SparkStreaming--reduceByKeyAndWindow

本文轉載自查看原文 2016-05-08 21:08 2165 SparkStreaming

1、reduceByKeyAndWindow（_+_,Seconds(3), Seconds (2)）

可以看到我們定義的window窗口大小Seconds(3s) ，是指每2s滑動時，需要統計前3s內所有的數據。

2、對於他的重載函數 reduceByKeyAndWindow（_+_,_-_,Seconds(3s),seconds(2)）

設計理念是，當滑動窗口的時間Seconds(2) < Seconds(3)（窗口大小）時，兩個統計的部分會有重復，那么我們就可以

不用重新獲取或者計算，而是通過獲取舊信息來更新新的信息，這樣即節省了空間又節省了內容，並且效率也大幅提升。

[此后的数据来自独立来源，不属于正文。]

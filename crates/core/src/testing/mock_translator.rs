//! Mock translator for testing.

use async_trait::async_trait;
use std::sync::Arc;
use tokio::sync::RwLock;

use crate::translation::{TranslationError, Translator};

/// Mock implementation of the Translator trait.
///
/// Prefixes every input with `[pt-br] ` so tests can tell translated
/// text apart, or fails every call once `set_failing(true)` is used.
#[derive(Debug, Default)]
pub struct MockTranslator {
    requests: Arc<RwLock<Vec<String>>>,
    failing: Arc<RwLock<bool>>,
}

impl MockTranslator {
    pub fn new() -> Self {
        Self::default()
    }

    /// Make subsequent calls fail (or succeed again).
    pub async fn set_failing(&self, failing: bool) {
        *self.failing.write().await = failing;
    }

    /// Texts passed to `translate`, in call order.
    pub async fn requests(&self) -> Vec<String> {
        self.requests.read().await.clone()
    }
}

#[async_trait]
impl Translator for MockTranslator {
    async fn translate(&self, text: &str) -> Result<String, TranslationError> {
        self.requests.write().await.push(text.to_string());

        if *self.failing.read().await {
            return Err(TranslationError::ApiError {
                status: 429,
                message: "daily quota exceeded".to_string(),
            });
        }

        Ok(format!("[pt-br] {}", text))
    }
}
//! Boundary views of catalog records.
//!
//! These views never carry the episode -> series back-reference as a nested
//! object, and a series view never embeds its episodes. Episodes are listed
//! through their own views.

use chrono::NaiveDate;
use serde::{Deserialize, Serialize};

use super::{Category, Episode, Series};

/// Series view without episodes.
#[derive(Debug, Clone, PartialEq, Serialize, Deserialize)]
pub struct SeriesDto {
    pub id: i64,
    pub title: String,
    pub total_seasons: u32,
    pub rating: f64,
    pub genre: Category,
    pub actors: String,
    pub poster: String,
    pub synopsis: String,
}

impl From<&Series> for SeriesDto {
    fn from(s: &Series) -> Self {
        Self {
            id: s.id,
            title: s.title.clone(),
            total_seasons: s.total_seasons,
            rating: s.rating,
            genre: s.genre,
            actors: s.actors.clone(),
            poster: s.poster.clone(),
            synopsis: s.synopsis.clone(),
        }
    }
}

/// Lightweight episode listing entry.
#[derive(Debug, Clone, PartialEq, Eq, Serialize, Deserialize)]
pub struct EpisodeDto {
    pub season: u32,
    pub number: u32,
    pub title: String,
}

impl From<&Episode> for EpisodeDto {
    fn from(e: &Episode) -> Self {
        Self {
            season: e.season,
            number: e.number,
            title: e.title.clone(),
        }
    }
}

/// Full episode view.
#[derive(Debug, Clone, PartialEq, Serialize, Deserialize)]
pub struct EpisodeDetailDto {
    pub id: i64,
    pub series_id: i64,
    pub season: u32,
    pub number: u32,
    pub title: String,
    pub rating: f64,
    pub release_date: Option<NaiveDate>,
}

impl From<&Episode> for EpisodeDetailDto {
    fn from(e: &Episode) -> Self {
        Self {
            id: e.id,
            series_id: e.series_id,
            season: e.season,
            number: e.number,
            title: e.title.clone(),
            rating: e.rating,
            release_date: e.release_date,
        }
    }
}

/// Convert a list of series into views.
pub fn series_views(series: &[Series]) -> Vec<SeriesDto> {
    series.iter().map(SeriesDto::from).collect()
}

/// Convert a list of episodes into lightweight views.
pub fn episode_views(episodes: &[Episode]) -> Vec<EpisodeDto> {
    episodes.iter().map(EpisodeDto::from).collect()
}
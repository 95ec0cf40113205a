//! Mock external catalog for testing.

use async_trait::async_trait;
use std::collections::{HashMap, HashSet};
use std::sync::Arc;
use tokio::sync::RwLock;

use crate::external_catalog::{ExternalCatalog, ExternalCatalogError, SeasonData, SeriesData};

/// A recorded catalog query for test assertions.
#[derive(Debug, Clone, PartialEq)]
pub enum RecordedCatalogQuery {
    FetchSeries { title: String },
    FetchSeason { title: String, season: u32 },
}

/// Mock implementation of the ExternalCatalog trait.
///
/// Provides controllable behavior for testing:
/// - Return configurable series and season data
/// - Track queries for assertions
/// - Simulate failures, either once or for a specific season
///
/// Titles are matched case-insensitively, the way OMDb resolves `t=`.
///
/// # Example
///
/// ```rust,ignore
/// use screenmatch_core::testing::{MockExternalCatalog, fixtures};
///
/// let catalog = MockExternalCatalog::new();
/// catalog.add_series(fixtures::series_data("Dark", 3)).await;
/// catalog.add_season("Dark", fixtures::season_data(1, 10)).await;
///
/// let season = catalog.fetch_season("dark", 1).await?;
/// assert_eq!(season.episodes.unwrap().len(), 10);
/// ```
#[derive(Debug)]
pub struct MockExternalCatalog {
    /// Series by lowercased title.
    series: Arc<RwLock<HashMap<String, SeriesData>>>,
    /// Seasons by (lowercased title, season number).
    seasons: Arc<RwLock<HashMap<(String, u32), SeasonData>>>,
    /// Seasons that always fail with an API error.
    failing_seasons: Arc<RwLock<HashSet<(String, u32)>>>,
    /// Recorded queries.
    queries: Arc<RwLock<Vec<RecordedCatalogQuery>>>,
    /// If set, the next operation will fail with this error.
    next_error: Arc<RwLock<Option<ExternalCatalogError>>>,
}

impl Default for MockExternalCatalog {
    fn default() -> Self {
        Self::new()
    }
}

impl MockExternalCatalog {
    /// Create a new empty mock external catalog.
    pub fn new() -> Self {
        Self {
            series: Arc::new(RwLock::new(HashMap::new())),
            seasons: Arc::new(RwLock::new(HashMap::new())),
            failing_seasons: Arc::new(RwLock::new(HashSet::new())),
            queries: Arc::new(RwLock::new(Vec::new())),
            next_error: Arc::new(RwLock::new(None)),
        }
    }

    // =========================================================================
    // Configuration
    // =========================================================================

    /// Add series metadata.
    pub async fn add_series(&self, series: SeriesData) {
        self.series
            .write()
            .await
            .insert(series.title.to_lowercase(), series);
    }

    /// Add a season for the given series title.
    ///
    /// The season number is taken from `season.season`.
    pub async fn add_season(&self, title: &str, season: SeasonData) {
        let number = season.season.unwrap_or_default();
        self.seasons
            .write()
            .await
            .insert((title.to_lowercase(), number), season);
    }

    /// Make every fetch of this season fail.
    pub async fn fail_season(&self, title: &str, season: u32) {
        self.failing_seasons
            .write()
            .await
            .insert((title.to_lowercase(), season));
    }

    /// Clear all series and seasons.
    pub async fn clear(&self) {
        self.series.write().await.clear();
        self.seasons.write().await.clear();
        self.failing_seasons.write().await.clear();
    }

    // =========================================================================
    // Query Recording
    // =========================================================================

    /// Get all recorded queries.
    pub async fn recorded_queries(&self) -> Vec<RecordedCatalogQuery> {
        self.queries.read().await.clone()
    }

    /// Clear recorded queries.
    pub async fn clear_recorded(&self) {
        self.queries.write().await.clear();
    }

    /// Get the number of queries performed.
    pub async fn query_count(&self) -> usize {
        self.queries.read().await.len()
    }

    // =========================================================================
    // Error Injection
    // =========================================================================

    /// Configure the next operation to fail with the given error.
    pub async fn set_next_error(&self, error: ExternalCatalogError) {
        *self.next_error.write().await = Some(error);
    }

    /// Clear any pending error.
    pub async fn clear_next_error(&self) {
        *self.next_error.write().await = None;
    }

    /// Take the next error if set.
    async fn take_error(&self) -> Option<ExternalCatalogError> {
        self.next_error.write().await.take()
    }

    /// Record a query.
    async fn record(&self, query: RecordedCatalogQuery) {
        self.queries.write().await.push(query);
    }
}

#[async_trait]
impl ExternalCatalog for MockExternalCatalog {
    async fn fetch_series(&self, title: &str) -> Result<SeriesData, ExternalCatalogError> {
        if let Some(err) = self.take_error().await {
            return Err(err);
        }

        self.record(RecordedCatalogQuery::FetchSeries {
            title: title.to_string(),
        })
        .await;

        self.series
            .read()
            .await
            .get(&title.to_lowercase())
            .cloned()
            .ok_or_else(|| ExternalCatalogError::NotFound("Series not found!".to_string()))
    }

    async fn fetch_season(
        &self,
        title: &str,
        season: u32,
    ) -> Result<SeasonData, ExternalCatalogError> {
        if let Some(err) = self.take_error().await {
            return Err(err);
        }

        self.record(RecordedCatalogQuery::FetchSeason {
            title: title.to_string(),
            season,
        })
        .await;

        let key = (title.to_lowercase(), season);
        if self.failing_seasons.read().await.contains(&key) {
            return Err(ExternalCatalogError::ApiError {
                status: 503,
                message: format!("season {} unavailable", season),
            });
        }

        self.seasons
            .read()
            .await
            .get(&key)
            .cloned()
            .ok_or_else(|| {
                ExternalCatalogError::NotFound("Series or season not found!".to_string())
            })
    }
}
//! Testing utilities and mock implementations.
//!
//! This module provides mock implementations of the external service traits,
//! allowing ingestion and API tests to run without network access.
//!
//! # Example
//!
//! ```rust,ignore
//! use screenmatch_core::testing::{fixtures, MockExternalCatalog, MockTranslator};
//!
//! let source = MockExternalCatalog::new();
//! source.add_series(fixtures::series_data("Dark", 3)).await;
//! for season in 1..=3 {
//!     source.add_season("Dark", fixtures::season_data(season, 8)).await;
//! }
//!
//! // Hand to a SeriesIngestor...
//! ```

mod mock_external_catalog;
mod mock_translator;

pub use mock_external_catalog::{MockExternalCatalog, RecordedCatalogQuery};
pub use mock_translator::MockTranslator;

/// Test fixtures and helper functions.
pub mod fixtures {
    use chrono::NaiveDate;

    use crate::catalog::{Category, NewEpisode, NewSeries};
    use crate::external_catalog::{EpisodeData, SeasonData, SeriesData};

    /// Series metadata as OMDb would return it.
    pub fn series_data(title: &str, seasons: u32) -> SeriesData {
        SeriesData {
            title: title.to_string(),
            total_seasons: Some(seasons),
            rating: Some("8.5".to_string()),
            genre: Some("Drama, Mystery".to_string()),
            actors: Some("Louis Hofmann, Karoline Eichhorn".to_string()),
            poster: Some(format!(
                "https://img.example.com/{}.jpg",
                title.to_lowercase().replace(' ', "-")
            )),
            plot: Some(format!("A series called {}.", title)),
        }
    }

    /// A season with `episodes` entries, season N airing in January of 2019+N.
    pub fn season_data(season: u32, episodes: u32) -> SeasonData {
        SeasonData {
            season: Some(season),
            episodes: Some(
                (1..=episodes)
                    .map(|e| EpisodeData {
                        title: format!("S{:02}E{:02}", season, e),
                        number: Some(e),
                        rating: Some(format!("{:.1}", 7.0 + (e % 3) as f64)),
                        released: Some(format!("{}-01-{:02}", 2019 + season, e.min(28))),
                    })
                    .collect(),
            ),
        }
    }

    /// A season the catalog knows about but has no episode list for.
    pub fn empty_season(season: u32) -> SeasonData {
        SeasonData {
            season: Some(season),
            episodes: None,
        }
    }

    /// A stored-series request with reasonable defaults.
    pub fn new_series(title: &str, rating: f64, genre: Category) -> NewSeries {
        NewSeries {
            title: title.to_string(),
            total_seasons: 2,
            rating,
            genre,
            actors: "Jane Doe, John Roe".to_string(),
            poster: format!("https://img.example.com/{}.jpg", title.len()),
            synopsis: format!("Sinopse de {}.", title),
        }
    }

    /// An episode released on the given date (`None` for unknown).
    pub fn new_episode(
        season: u32,
        number: u32,
        title: &str,
        rating: f64,
        released: Option<(i32, u32, u32)>,
    ) -> NewEpisode {
        NewEpisode {
            season,
            number,
            title: title.to_string(),
            rating,
            release_date: released.and_then(|(y, m, d)| NaiveDate::from_ymd_opt(y, m, d)),
        }
    }
}
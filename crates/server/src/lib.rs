pub mod api;
pub mod menu;
pub mod metrics;
pub mod state;
//! Machine translation of synopsis text.

mod mymemory;

pub use mymemory::{MyMemoryConfig, MyMemoryTranslator};

use async_trait::async_trait;
use thiserror::Error;

/// Errors that can occur while translating text.
#[derive(Debug, Error)]
pub enum TranslationError {
    /// HTTP request failed.
    #[error("HTTP request failed: {0}")]
    HttpError(#[from] reqwest::Error),

    /// The service answered with a non-success status.
    #[error("API error: {status} - {message}")]
    ApiError { status: u16, message: String },

    /// Failed to parse response.
    #[error("Failed to parse response: {0}")]
    ParseError(String),
}

/// Translates free text into the configured target language.
#[async_trait]
pub trait Translator: Send + Sync {
    async fn translate(&self, text: &str) -> Result<String, TranslationError>;
}
//! Genre classification of a series.

use std::fmt;
use std::str::FromStr;

use serde::{Deserialize, Serialize};
use thiserror::Error;

/// Genre of a series.
///
/// Each variant carries two labels: the one used by the metadata source
/// (OMDb, English) and the one shown to users (Portuguese). The canonical
/// name (`ACTION`, `SCIENCE_FICTION`, ...) is what gets persisted.
#[derive(Debug, Clone, Copy, PartialEq, Eq, Hash, PartialOrd, Ord, Serialize, Deserialize)]
#[serde(rename_all = "SCREAMING_SNAKE_CASE")]
pub enum Category {
    Action,
    Romance,
    Comedy,
    Drama,
    Crime,
    Thriller,
    Horror,
    ScienceFiction,
    Fantasy,
    Adventure,
    Animation,
    Documentary,
}

/// Raised when no category matches a label.
#[derive(Debug, Clone, PartialEq, Eq, Error)]
pub enum CategoryError {
    #[error("Unrecognized category: {0}")]
    NotFound(String),
}

impl Category {
    /// All categories, in declaration order.
    pub const ALL: [Category; 12] = [
        Category::Action,
        Category::Romance,
        Category::Comedy,
        Category::Drama,
        Category::Crime,
        Category::Thriller,
        Category::Horror,
        Category::ScienceFiction,
        Category::Fantasy,
        Category::Adventure,
        Category::Animation,
        Category::Documentary,
    ];

    /// Label used by the metadata source.
    pub fn source_label(self) -> &'static str {
        match self {
            Category::Action => "Action",
            Category::Romance => "Romance",
            Category::Comedy => "Comedy",
            Category::Drama => "Drama",
            Category::Crime => "Crime",
            Category::Thriller => "Thriller",
            Category::Horror => "Horror",
            Category::ScienceFiction => "Sci-Fi",
            Category::Fantasy => "Fantasy",
            Category::Adventure => "Adventure",
            Category::Animation => "Animation",
            Category::Documentary => "Documentary",
        }
    }

    /// Label shown to users.
    pub fn display_label(self) -> &'static str {
        match self {
            Category::Action => "Ação",
            Category::Romance => "Romance",
            Category::Comedy => "Comédia",
            Category::Drama => "Drama",
            Category::Crime => "Crime",
            Category::Thriller => "Suspense",
            Category::Horror => "Terror",
            Category::ScienceFiction => "Ficção Científica",
            Category::Fantasy => "Fantasia",
            Category::Adventure => "Aventura",
            Category::Animation => "Animação",
            Category::Documentary => "Documentário",
        }
    }

    /// Canonical name, as persisted.
    pub fn as_str(self) -> &'static str {
        match self {
            Category::Action => "ACTION",
            Category::Romance => "ROMANCE",
            Category::Comedy => "COMEDY",
            Category::Drama => "DRAMA",
            Category::Crime => "CRIME",
            Category::Thriller => "THRILLER",
            Category::Horror => "HORROR",
            Category::ScienceFiction => "SCIENCE_FICTION",
            Category::Fantasy => "FANTASY",
            Category::Adventure => "ADVENTURE",
            Category::Animation => "ANIMATION",
            Category::Documentary => "DOCUMENTARY",
        }
    }

    /// Look up by the metadata source label (case-insensitive).
    pub fn from_source_label(text: &str) -> Result<Self, CategoryError> {
        Self::find(text, |c| c.source_label())
    }

    /// Look up by the display label (case-insensitive).
    pub fn from_display_label(text: &str) -> Result<Self, CategoryError> {
        Self::find(text, |c| c.display_label())
    }

    /// Look up by either label (case-insensitive).
    pub fn from_label(text: &str) -> Result<Self, CategoryError> {
        Self::from_source_label(text).or_else(|_| Self::from_display_label(text))
    }

    fn find(text: &str, label: impl Fn(Category) -> &'static str) -> Result<Self, CategoryError> {
        let wanted = text.trim().to_lowercase();
        Self::ALL
            .into_iter()
            .find(|c| label(*c).to_lowercase() == wanted)
            .ok_or_else(|| CategoryError::NotFound(text.to_string()))
    }
}

impl fmt::Display for Category {
    fn fmt(&self, f: &mut fmt::Formatter<'_>) -> fmt::Result {
        f.write_str(self.display_label())
    }
}

/// Parses the canonical name.
impl FromStr for Category {
    type Err = CategoryError;

    fn from_str(s: &str) -> Result<Self, Self::Err> {
        Self::ALL
            .into_iter()
            .find(|c| c.as_str() == s)
            .ok_or_else(|| CategoryError::NotFound(s.to_string()))
    }
}
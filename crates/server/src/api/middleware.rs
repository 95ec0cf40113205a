//! Metrics middleware for API routes.

use axum::{
    body::Body,
    extract::MatchedPath,
    http::{Method, Request},
    middleware::Next,
    response::Response,
};
use std::time::Instant;

use crate::metrics::{HTTP_REQUESTS_IN_FLIGHT, HTTP_REQUESTS_TOTAL, HTTP_REQUEST_DURATION};

/// Path label for requests that matched no route.
pub const UNMATCHED_ROUTE: &str = "unmatched";

/// Metrics middleware that tracks HTTP request duration and counts.
///
/// This middleware records:
/// - Request duration (histogram)
/// - Request count (counter)
/// - Requests in flight (gauge)
///
/// Requests are labelled by route template (`/series/{id}`), never by the raw
/// URI, so the label set stays bounded by the router.
pub async fn metrics_middleware(request: Request<Body>, next: Next) -> Response {
    let start = Instant::now();
    let method = method_label(request.method());
    let route = request
        .extensions()
        .get::<MatchedPath>()
        .map(|m| m.as_str().to_string())
        .unwrap_or_else(|| UNMATCHED_ROUTE.to_string());

    HTTP_REQUESTS_IN_FLIGHT.inc();

    let response = next.run(request).await;

    HTTP_REQUESTS_IN_FLIGHT.dec();

    let duration = start.elapsed().as_secs_f64();
    let status = response.status().as_u16().to_string();

    HTTP_REQUEST_DURATION
        .with_label_values(&[method, &route, &status])
        .observe(duration);
    HTTP_REQUESTS_TOTAL
        .with_label_values(&[method, &route, &status])
        .inc();

    response
}

/// Extension methods all share one label.
fn method_label(method: &Method) -> &'static str {
    match *method {
        Method::GET => "GET",
        Method::HEAD => "HEAD",
        Method::POST => "POST",
        Method::PUT => "PUT",
        Method::DELETE => "DELETE",
        Method::PATCH => "PATCH",
        Method::OPTIONS => "OPTIONS",
        Method::CONNECT => "CONNECT",
        Method::TRACE => "TRACE",
        _ => "OTHER",
    }
}

#[cfg(test)]
mod tests {
    use super::*;
    use axum::{http::StatusCode, middleware, routing::get, Router};
    use prometheus::core::Collector;
    use tower::ServiceExt;

    async fn dummy_handler() -> &'static str {
        "OK"
    }

    fn app() -> Router {
        Router::new()
            .route("/items/{id}", get(dummy_handler))
            .route("/items/kind/{name}", get(dummy_handler))
            .layer(middleware::from_fn(metrics_middleware))
    }

    async fn call(app: &Router, method: &str, uri: &str) -> StatusCode {
        let request = Request::builder()
            .method(method)
            .uri(uri)
            .body(Body::empty())
            .unwrap();
        app.clone().oneshot(request).await.unwrap().status()
    }

    fn requests_total(method: &str, route: &str, status: &str) -> u64 {
        HTTP_REQUESTS_TOTAL
            .with_label_values(&[method, route, status])
            .get()
    }

    /// Every path label currently recorded by the request counter.
    fn recorded_paths() -> Vec<String> {
        HTTP_REQUESTS_TOTAL
            .collect()
            .iter()
            .flat_map(|family| family.get_metric().to_vec())
            .flat_map(|metric| {
                metric
                    .get_label()
                    .iter()
                    .filter(|pair| pair.get_name() == "path")
                    .map(|pair| pair.get_value().to_string())
                    .collect::<Vec<_>>()
            })
            .collect()
    }

    #[tokio::test]
    async fn test_metrics_middleware_labels_by_route_template() {
        let app = app();
        let before = requests_total("GET", "/items/{id}", "200");

        assert_eq!(call(&app, "GET", "/items/987654").await, StatusCode::OK);
        assert_eq!(call(&app, "GET", "/items/abc").await, StatusCode::OK);

        assert_eq!(requests_total("GET", "/items/{id}", "200"), before + 2);
    }

    #[tokio::test]
    async fn test_distinct_path_parameters_share_one_label() {
        let app = app();
        let before = requests_total("GET", "/items/kind/{name}", "200");

        call(&app, "GET", "/items/kind/bogus-one").await;
        call(&app, "GET", "/items/kind/bogus-two").await;

        assert_eq!(requests_total("GET", "/items/kind/{name}", "200"), before + 2);
        assert!(!recorded_paths().iter().any(|p| p.contains("bogus")));
    }

    #[tokio::test]
    async fn test_unmatched_requests_share_one_label() {
        let app = app();
        let before = requests_total("GET", UNMATCHED_ROUTE, "404");

        for i in 0..20 {
            let status = call(&app, "GET", &format!("/no-such-route-{}", i)).await;
            assert_eq!(status, StatusCode::NOT_FOUND);
        }

        assert_eq!(requests_total("GET", UNMATCHED_ROUTE, "404"), before + 20);
        assert!(!recorded_paths().iter().any(|p| p.starts_with("/no-such-route")));
    }

    #[test]
    fn test_method_label_collapses_extension_methods() {
        assert_eq!(method_label(&Method::GET), "GET");
        let custom = Method::from_bytes(b"FROBNICATE").unwrap();
        assert_eq!(method_label(&custom), "OTHER");
    }
}
use axum::{
    http::{HeaderValue, Method},
    middleware,
    routing::get,
    Router,
};
use std::sync::Arc;
use tower_http::cors::{AllowOrigin, Any, CorsLayer};
use tower_http::trace::TraceLayer;
use tracing::warn;

use screenmatch_core::config::CorsConfig;

use super::middleware::metrics_middleware;
use super::{handlers, series};
use crate::state::AppState;

pub fn create_router(state: Arc<AppState>) -> Router {
    let cors = cors_layer(&state.config().cors);

    Router::new()
        .route("/", get(handlers::welcome))
        // Health, config and metrics
        .route("/health", get(handlers::health))
        .route("/config", get(handlers::get_config))
        .route("/metrics", get(handlers::get_metrics))
        // Series
        .route("/series", get(series::list_series))
        .route("/series/top5", get(series::top_series))
        .route("/series/releases", get(series::latest_releases))
        .route("/series/category/{name}", get(series::series_by_category))
        .route("/series/{id}", get(series::get_series))
        .route("/series/{id}/seasons/all", get(series::all_episodes))
        .route("/series/{id}/seasons/top", get(series::top_episodes))
        .route("/series/{id}/seasons/{number}", get(series::season_episodes))
        // Episodes
        .route("/episodes", get(series::search_episodes))
        .with_state(state)
        .layer(middleware::from_fn(metrics_middleware))
        .layer(cors)
        .layer(TraceLayer::new_for_http())
}

/// CORS for the browser front-end. `*` allows any origin.
fn cors_layer(config: &CorsConfig) -> CorsLayer {
    let layer = CorsLayer::new().allow_methods([Method::GET]);

    if config.allowed_origins.iter().any(|o| o == "*") {
        return layer.allow_origin(Any);
    }

    let origins: Vec<HeaderValue> = config
        .allowed_origins
        .iter()
        .filter_map(|origin| match HeaderValue::from_str(origin) {
            Ok(value) => Some(value),
            Err(_) => {
                warn!("Ignoring invalid CORS origin: {}", origin);
                None
            }
        })
        .collect();

    layer.allow_origin(AllowOrigin::list(origins))
}
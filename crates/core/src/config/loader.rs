use figment::{
    providers::{Env, Format, Toml},
    Figment,
};
use std::path::Path;

use super::{types::Config, ConfigError};

/// Load configuration from file with environment variable overrides.
///
/// Overrides use `SCREENMATCH_` plus the section and key joined by a double
/// underscore, e.g. `SCREENMATCH_OMDB__API_KEY` or `SCREENMATCH_SERVER__PORT`.
pub fn load_config(path: &Path) -> Result<Config, ConfigError> {
    if !path.exists() {
        return Err(ConfigError::FileNotFound(path.display().to_string()));
    }

    let config: Config = Figment::new()
        .merge(Toml::file(path))
        .merge(Env::prefixed("SCREENMATCH_").split("__"))
        .extract()
        .map_err(|e| ConfigError::ParseError(e.to_string()))?;

    Ok(config)
}

/// Load configuration from TOML string (useful for testing)
pub fn load_config_from_str(toml_str: &str) -> Result<Config, ConfigError> {
    toml::from_str(toml_str).map_err(|e| ConfigError::ParseError(e.to_string()))
}
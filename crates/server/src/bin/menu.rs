use std::io;
use std::path::PathBuf;
use std::sync::Arc;

use anyhow::{Context, Result};
use tracing::{error, info};
use tracing_subscriber::{layer::SubscriberExt, util::SubscriberInitExt};

use screenmatch_core::{
    load_config, validate_config, Config, MyMemoryTranslator, OmdbClient, SeriesCatalog,
    SeriesIngestor, SqliteSeriesCatalog,
};
use screenmatch_server::menu::Menu;

#[tokio::main]
async fn main() {
    if let Err(e) = run().await {
        error!("Fatal error: {:#}", e);
        eprintln!("Erro: {:#}", e);
        std::process::exit(1);
    }
}

async fn run() -> Result<()> {
    // Quiet by default so log lines do not interleave with the menu
    tracing_subscriber::registry()
        .with(
            tracing_subscriber::EnvFilter::try_from_default_env()
                .unwrap_or_else(|_| "warn".into()),
        )
        .with(tracing_subscriber::fmt::layer().with_writer(io::stderr))
        .init();

    let config_path = std::env::var("SCREENMATCH_CONFIG")
        .map(PathBuf::from)
        .unwrap_or_else(|_| PathBuf::from("config.toml"));

    let config = load_config(&config_path)
        .with_context(|| format!("Failed to load config from {:?}", config_path))?;
    validate_config(&config).context("Configuration validation failed")?;

    let catalog: Arc<dyn SeriesCatalog> = Arc::new(
        SqliteSeriesCatalog::new(&config.database.path)
            .context("Failed to open series catalog")?,
    );

    let ingestor = build_ingestor(&config, Arc::clone(&catalog))?;

    let stdin = io::stdin();
    let mut menu = Menu::new(catalog, ingestor, stdin.lock(), io::stdout());
    menu.run().await
}

/// Wire OMDb (and translation, when enabled) into an ingestor.
///
/// The `[omdb]` section may also come from `SCREENMATCH_OMDB__API_KEY`.
fn build_ingestor(
    config: &Config,
    catalog: Arc<dyn SeriesCatalog>,
) -> Result<Option<SeriesIngestor>> {
    let Some(omdb_config) = config.omdb.clone() else {
        info!("OMDb not configured, ingestion disabled");
        return Ok(None);
    };

    let source = OmdbClient::new(omdb_config).context("Failed to create OMDb client")?;
    let mut ingestor = SeriesIngestor::new(Arc::new(source), catalog);

    if let Some(translation) = config.translation.as_ref().filter(|t| t.enabled) {
        let translator = MyMemoryTranslator::new(translation.clone())
            .context("Failed to create translation client")?;
        info!("Synopsis translation enabled ({})", translation.langpair);
        ingestor = ingestor.with_translator(Arc::new(translator));
    }

    Ok(Some(ingestor))
}
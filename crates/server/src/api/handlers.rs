use axum::{
    extract::State,
    http::{header, StatusCode},
    response::IntoResponse,
    Json,
};
use serde::Serialize;
use std::sync::Arc;

use screenmatch_core::SanitizedConfig;

use crate::metrics::{collect_dynamic_metrics, encode_metrics};
use crate::state::AppState;

#[derive(Serialize)]
pub struct HealthResponse {
    pub status: String,
}

pub async fn welcome() -> &'static str {
    "Bem-vindo ao Screenmatch!"
}

pub async fn health() -> Json<HealthResponse> {
    Json(HealthResponse {
        status: "ok".to_string(),
    })
}

pub async fn get_config(State(state): State<Arc<AppState>>) -> Json<SanitizedConfig> {
    Json(state.sanitized_config())
}

/// GET /metrics
///
/// Prometheus text exposition.
pub async fn get_metrics(State(state): State<Arc<AppState>>) -> impl IntoResponse {
    collect_dynamic_metrics(&state);
    (
        StatusCode::OK,
        [(header::CONTENT_TYPE, "text/plain; version=0.0.4")],
        encode_metrics(),
    )
}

如上圖所示，2次統計重復的部分為time3對用的時間片內的數據，這樣對於window1，和window2的計算可以如下所示

win1 = time1 + time2 + time3

win2 = time3 + time4 + time5

更新為

win1 = time1 + time2 + time3

win2 = win1+ time4 + time5 - time2 - time3

這樣就理解了吧, _+_是對新產生的時間分片（time4,time5內RDD）進行統計，而_-_是對上一個窗口中，過時的時間分片

(time1,time2) 進行統計

3、注意事項

/**
 * Return a new DStream by applying incremental `reduceByKey` over a sliding window.
 * The reduced value of over a new window is calculated using the old window's reduced value :
 *  1. reduce the new values that entered the window (e.g., adding new counts)
 *
 *  2. "inverse reduce" the old values that left the window (e.g., subtracting old counts)
 *
 * This is more efficient than reduceByKeyAndWindow without "inverse reduce" function.
 * However, it is applicable to only "invertible reduce functions".
 * Hash partitioning is used to generate the RDDs with Spark's default number of partitions.
 * @param reduceFunc associative reduce function
 * @param invReduceFunc inverse reduce function
 * @param windowDuration width of the window; must be a multiple of this DStream's
 *                       batching interval
 * @param slideDuration  sliding interval of the window (i.e., the interval after which
 *                       the new DStream will generate RDDs); must be a multiple of this
 *                       DStream's batching interval
 * @param filterFunc     Optional function to filter expired key-value pairs;
 *                       only pairs that satisfy the function are retained
 */
def reduceByKeyAndWindow(
    reduceFunc: (V, V) => V,
    invReduceFunc: (V, V) => V,
    windowDuration: Duration,
    slideDuration: Duration = self.slideDuration,
    numPartitions: Int = ssc.sc.defaultParallelism,
    filterFunc: ((K, V)) => Boolean = null
  ): DStream[(K, V)] = ssc.withScope {
  reduceByKeyAndWindow(
    reduceFunc, invReduceFunc, windowDuration,
    slideDuration, defaultPartitioner(numPartitions), filterFunc
  )
}

From WizNote

免責聲明！

本站轉載的文章為個人學習借鑒使用，本站對版權不負任何法律責任。如果侵犯了您的隱私權益，請聯系本站郵箱yoyou2525@163.com刪除。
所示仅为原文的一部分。